*What the task asks*
Transcribe the following entries word for word. End with the line where "in render order" appears.

━━━ Input data ━━━

/// A failure normalized into the taxonomy, immutable after construction
#[derive(Debug, Clone)]
pub struct ClassifiedError {
    /// Stable machine code (mirrors the category)
    pub code: &'static str,
    /// Taxonomy category
    pub category: ErrorCategory,
    /// Message from the original failure
    pub raw_message: String,
    /// Message suitable for rendering to the user
    pub user_message: String,
    /// Whether the user can recover without code changes
    pub recoverable: bool,
    /// Whether the retry controller may retry this failure
    pub retryable: bool,
    /// Suggested recovery actions, in render order
    pub actions: Vec<RecoveryAction>,
    /// Where and when the failure happened
    pub context: ErrorContext,
    /// The original upstream failure, when there was one
    pub cause: Option<Arc<UpstreamError>>,
}

impl fmt::Display for ClassifiedError {
    fn fmt(&self, f: &mut fmt::Formatter<'_>) -> fmt::Result {
        write!(f, "{}: {}", self.code, self.raw_message)
    }
}

impl std::error::Error for ClassifiedError {
    fn source(&self) -> Option<&(dyn std::error::Error + 'static)> {
        self.cause
            .as_deref()
            .map(|cause| cause as &(dyn std::error::Error + 'static))
    }
}

/// History roll-up for diagnostics
#[derive(Debug, Clone, Default)]
pub struct ErrorHistoryStats {
    /// Errors currently retained in the history
    pub total: usize,
    /// Count per stable code
    pub by_code: HashMap<&'static str, usize>,
    /// The category seen most often, if any
    pub most_frequent: Option<ErrorCategory>,
}

/// Classifies failures and retains a bounded rolling history
pub struct ErrorClassifier {
    history: Mutex<VecDeque<ClassifiedError>>,
}
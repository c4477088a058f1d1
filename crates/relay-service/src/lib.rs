//! # Relay Service
//!
//! The request orchestrator for the resilient LLM request layer. For each
//! logical call it consults the response cache, falls through to the
//! retry-wrapped upstream operation on a miss, populates the cache on
//! success, and relays or replays streams so callers cannot tell cached and
//! live deliveries apart.

#![forbid(unsafe_code)]
#![warn(missing_docs)]

pub mod observer;
pub mod service;
pub mod stats;

// Re-export main types
pub use observer::{NoopObserver, ObserverError, SessionObserver};
pub use service::{EventStream, RequestService, RequestServiceBuilder};
pub use stats::ServiceStats;
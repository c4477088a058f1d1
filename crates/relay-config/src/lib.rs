//! # Relay Config
//!
//! Typed configuration for the LLM request layer: a validated schema with
//! sensible defaults and a loader supporting TOML files with environment
//! variable substitution.

#![forbid(unsafe_code)]
#![warn(missing_docs)]

pub mod loader;
pub mod schema;

// Re-export main types
pub use loader::{ConfigError, ConfigLoader, ConfigSource};
pub use schema::{CacheSettings, RelayConfig, RetrySettings, StreamSettings};
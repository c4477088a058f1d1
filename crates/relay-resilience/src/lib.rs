//! # Relay Resilience
//!
//! Resilience building blocks for the LLM request layer:
//! - Error classification into a stable, actionable taxonomy
//! - Retry with exponential backoff and jitter, driven by classification
//! - Content-addressed response caching with TTL and savings analytics

#![forbid(unsafe_code)]
#![warn(missing_docs)]

pub mod cache;
pub mod classify;
pub mod retry;

// Re-export main types
pub use cache::{CacheConfig, CacheKey, CachePattern, CacheStats, ResponseCache};
pub use classify::{
    ClassifiedError, ErrorCategory, ErrorClassifier, ErrorContext, ErrorHistoryStats, Failure,
    RecoveryAction,
};
pub use retry::{RetryConfig, RetryPolicy};
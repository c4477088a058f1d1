//! Upstream client boundary.
//!
//! The relay treats the network/SDK call as an opaque operation behind this
//! trait: exactly one invocation per attempt, returning either a response or
//! a structured `UpstreamError`.

use crate::error::UpstreamError;
use crate::request::ChatRequest;
use crate::response::ChatResponse;
use crate::streaming::UpstreamChunk;
use async_trait::async_trait;
use futures::stream::BoxStream;

/// Stream of upstream chunks
pub type UpstreamStream = BoxStream<'static, Result<UpstreamChunk, UpstreamError>>;

/// The opaque network operation the orchestrator drives
#[async_trait]
pub trait UpstreamClient: Send + Sync + 'static {
    /// Execute a unary completion
    ///
    /// # Errors
    /// Returns `UpstreamError` on any transport or service failure
    async fn complete(&self, request: &ChatRequest) -> Result<ChatResponse, UpstreamError>;

    /// Execute a streaming completion
    ///
    /// The returned stream yields content deltas and, near the end, a chunk
    /// carrying usage and a finish reason. Dropping the stream releases the
    /// underlying transport resources.
    ///
    /// # Errors
    /// Returns `UpstreamError` if the stream cannot be established
    async fn complete_stream(&self, request: &ChatRequest) -> Result<UpstreamStream, UpstreamError>;
}
//! Request types for the relay.
//!
//! Defines the message list sent upstream together with the per-call options
//! callers use to steer caching and retry behavior.

use serde::{Deserialize, Serialize};
use std::fmt;
use std::path::PathBuf;
use std::time::Duration;
use thiserror::Error;

/// Validation error raised by the request builder
#[derive(Debug, Error)]
pub enum ValidationError {
    /// Temperature value out of range
    #[error("Invalid temperature {value}: must be between {min} and {max}")]
    InvalidTemperature {
        /// The invalid value provided
        value: f32,
        /// Minimum allowed value
        min: f32,
        /// Maximum allowed value
        max: f32,
    },

    /// No messages were supplied
    #[error("Request must contain at least one message")]
    EmptyMessages,

    /// No model identifier was supplied
    #[error("Request must name a model")]
    MissingModel,
}

/// Role of a chat message
#[derive(Debug, Clone, Copy, PartialEq, Eq, Hash, Serialize, Deserialize)]
#[serde(rename_all = "lowercase")]
pub enum MessageRole {
    /// System instruction
    System,
    /// End-user turn
    User,
    /// Model turn
    Assistant,
}

impl MessageRole {
    /// Stable wire string for this role
    #[must_use]
    pub fn as_str(&self) -> &'static str {
        match self {
            Self::System => "system",
            Self::User => "user",
            Self::Assistant => "assistant",
        }
    }
}

impl fmt::Display for MessageRole {
    fn fmt(&self, f: &mut fmt::Formatter<'_>) -> fmt::Result {
        f.write_str(self.as_str())
    }
}

/// A single chat message
#[derive(Debug, Clone, PartialEq, Eq, Serialize, Deserialize)]
pub struct ChatMessage {
    /// Message role
    pub role: MessageRole,
    /// Message content
    pub content: String,
}

impl ChatMessage {
    /// Create a user message
    #[must_use]
    pub fn user(content: impl Into<String>) -> Self {
        Self {
            role: MessageRole::User,
            content: content.into(),
        }
    }

    /// Create an assistant message
    #[must_use]
    pub fn assistant(content: impl Into<String>) -> Self {
        Self {
            role: MessageRole::Assistant,
            content: content.into(),
        }
    }

    /// Create a system message
    #[must_use]
    pub fn system(content: impl Into<String>) -> Self {
        Self {
            role: MessageRole::System,
            content: content.into(),
        }
    }
}

/// A fully assembled upstream request
#[derive(Debug, Clone, Serialize, Deserialize)]
pub struct ChatRequest {
    /// Model identifier
    pub model: String,

    /// Ordered conversation messages
    pub messages: Vec<ChatMessage>,

    /// System prompt, kept separate from the message list
    #[serde(default, skip_serializing_if = "Option::is_none")]
    pub system_prompt: Option<String>,

    /// Sampling temperature
    #[serde(default, skip_serializing_if = "Option::is_none")]
    pub temperature: Option<f32>,

    /// Output token budget
    #[serde(default, skip_serializing_if = "Option::is_none")]
    pub max_tokens: Option<u32>,
}

impl ChatRequest {
    /// Create a new request builder
    #[must_use]
    pub fn builder() -> ChatRequestBuilder {
        ChatRequestBuilder::default()
    }
}

/// Builder for `ChatRequest`
#[derive(Debug, Default)]
pub struct ChatRequestBuilder {
    model: Option<String>,
    messages: Vec<ChatMessage>,
    system_prompt: Option<String>,
    temperature: Option<f32>,
    max_tokens: Option<u32>,
}

impl ChatRequestBuilder {
    /// Minimum allowed temperature
    pub const TEMPERATURE_MIN: f32 = 0.0;
    /// Maximum allowed temperature
    pub const TEMPERATURE_MAX: f32 = 2.0;

    /// Set the model
    #[must_use]
    pub fn model(mut self, model: impl Into<String>) -> Self {
        self.model = Some(model.into());
        self
    }

    /// Set the message list
    #[must_use]
    pub fn messages(mut self, messages: Vec<ChatMessage>) -> Self {
        self.messages = messages;
        self
    }

    /// Append a message
    #[must_use]
    pub fn message(mut self, message: ChatMessage) -> Self {
        self.messages.push(message);
        self
    }

    /// Set the system prompt
    #[must_use]
    pub fn system_prompt(mut self, prompt: impl Into<String>) -> Self {
        self.system_prompt = Some(prompt.into());
        self
    }

    /// Set the sampling temperature
    #[must_use]
    pub fn temperature(mut self, temperature: f32) -> Self {
        self.temperature = Some(temperature);
        self
    }

    /// Set the output token budget
    #[must_use]
    pub fn max_tokens(mut self, max_tokens: u32) -> Self {
        self.max_tokens = Some(max_tokens);
        self
    }

    /// Build the request
    ///
    /// # Errors
    /// Returns `ValidationError` if the model is missing, the message list is
    /// empty, or the temperature is outside `[0.0, 2.0]`
    pub fn build(self) -> Result<ChatRequest, ValidationError> {
        let model = self.model.ok_or(ValidationError::MissingModel)?;
        if model.is_empty() {
            return Err(ValidationError::MissingModel);
        }
        if self.messages.is_empty() {
            return Err(ValidationError::EmptyMessages);
        }
        if let Some(t) = self.temperature {
            if !(Self::TEMPERATURE_MIN..=Self::TEMPERATURE_MAX).contains(&t) {
                return Err(ValidationError::InvalidTemperature {
                    value: t,
                    min: Self::TEMPERATURE_MIN,
                    max: Self::TEMPERATURE_MAX,
                });
            }
        }

        Ok(ChatRequest {
            model,
            messages: self.messages,
            system_prompt: self.system_prompt,
            temperature: self.temperature,
            max_tokens: self.max_tokens,
        })
    }
}

/// Retry knobs a caller may override per request
#[derive(Debug, Clone, Copy, PartialEq, Eq)]
pub struct RetryOptions {
    /// Maximum number of retries after the first attempt
    pub max_retries: u32,
    /// Base delay for exponential backoff
    pub base_delay: Duration,
}

impl Default for RetryOptions {
    fn default() -> Self {
        Self {
            max_retries: 3,
            base_delay: Duration::from_secs(1),
        }
    }
}

/// Per-call options for the request orchestrator
#[derive(Debug, Clone)]
pub struct RequestOptions {
    /// Model identifier
    pub model: String,
    /// Sampling temperature
    pub temperature: Option<f32>,
    /// Output token budget
    pub max_tokens: Option<u32>,
    /// System prompt
    pub system_prompt: Option<String>,
    /// Consult and populate the response cache
    pub use_cache: bool,
    /// Retry transient failures automatically
    pub auto_retry: bool,
    /// Retry overrides; service defaults apply when unset
    pub retry: Option<RetryOptions>,
    /// TTL override for the cache entry written by this call
    pub cache_ttl: Option<Duration>,
    /// Session the request belongs to, for token accounting
    pub session_id: Option<String>,
    /// Project the request belongs to, for diagnostics
    pub project_path: Option<PathBuf>,
}

impl RequestOptions {
    /// Create options for the given model with caching and auto-retry on
    #[must_use]
    pub fn new(model: impl Into<String>) -> Self {
        Self {
            model: model.into(),
            temperature: None,
            max_tokens: None,
            system_prompt: None,
            use_cache: true,
            auto_retry: true,
            retry: None,
            cache_ttl: None,
            session_id: None,
            project_path: None,
        }
    }

    /// Set the sampling temperature
    #[must_use]
    pub fn with_temperature(mut self, temperature: f32) -> Self {
        self.temperature = Some(temperature);
        self
    }

    /// Set the output token budget
    #[must_use]
    pub fn with_max_tokens(mut self, max_tokens: u32) -> Self {
        self.max_tokens = Some(max_tokens);
        self
    }

    /// Set the system prompt
    #[must_use]
    pub fn with_system_prompt(mut self, prompt: impl Into<String>) -> Self {
        self.system_prompt = Some(prompt.into());
        self
    }

    /// Enable or disable the response cache for this call
    #[must_use]
    pub fn with_cache(mut self, use_cache: bool) -> Self {
        self.use_cache = use_cache;
        self
    }

    /// Enable or disable automatic retries for this call
    #[must_use]
    pub fn with_auto_retry(mut self, auto_retry: bool) -> Self {
        self.auto_retry = auto_retry;
        self
    }

    /// Override the retry policy for this call
    #[must_use]
    pub fn with_retry(mut self, retry: RetryOptions) -> Self {
        self.retry = Some(retry);
        self
    }

    /// Override the cache TTL for the entry written by this call
    #[must_use]
    pub fn with_cache_ttl(mut self, ttl: Duration) -> Self {
        self.cache_ttl = Some(ttl);
        self
    }

    /// Attach a session identifier
    #[must_use]
    pub fn with_session_id(mut self, session_id: impl Into<String>) -> Self {
        self.session_id = Some(session_id.into());
        self
    }

    /// Attach a project path
    #[must_use]
    pub fn with_project_path(mut self, path: impl Into<PathBuf>) -> Self {
        self.project_path = Some(path.into());
        self
    }
}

━━━

*Task answer*
/// A failure normalized into the taxonomy, immutable after construction
#[derive(Debug, Clone)]
pub struct ClassifiedError {
    /// Stable machine code (mirrors the category)
    pub code: &'static str,
    /// Taxonomy category
    pub category: ErrorCategory,
    /// Message from the original failure
    pub raw_message: String,
    /// Message suitable for rendering to the user
    pub user_message: String,
    /// Whether the user can recover without code changes
    pub recoverable: bool,
    /// Whether the retry controller may retry this failure
    pub retryable: bool,
    /// Suggested recovery actions, in render order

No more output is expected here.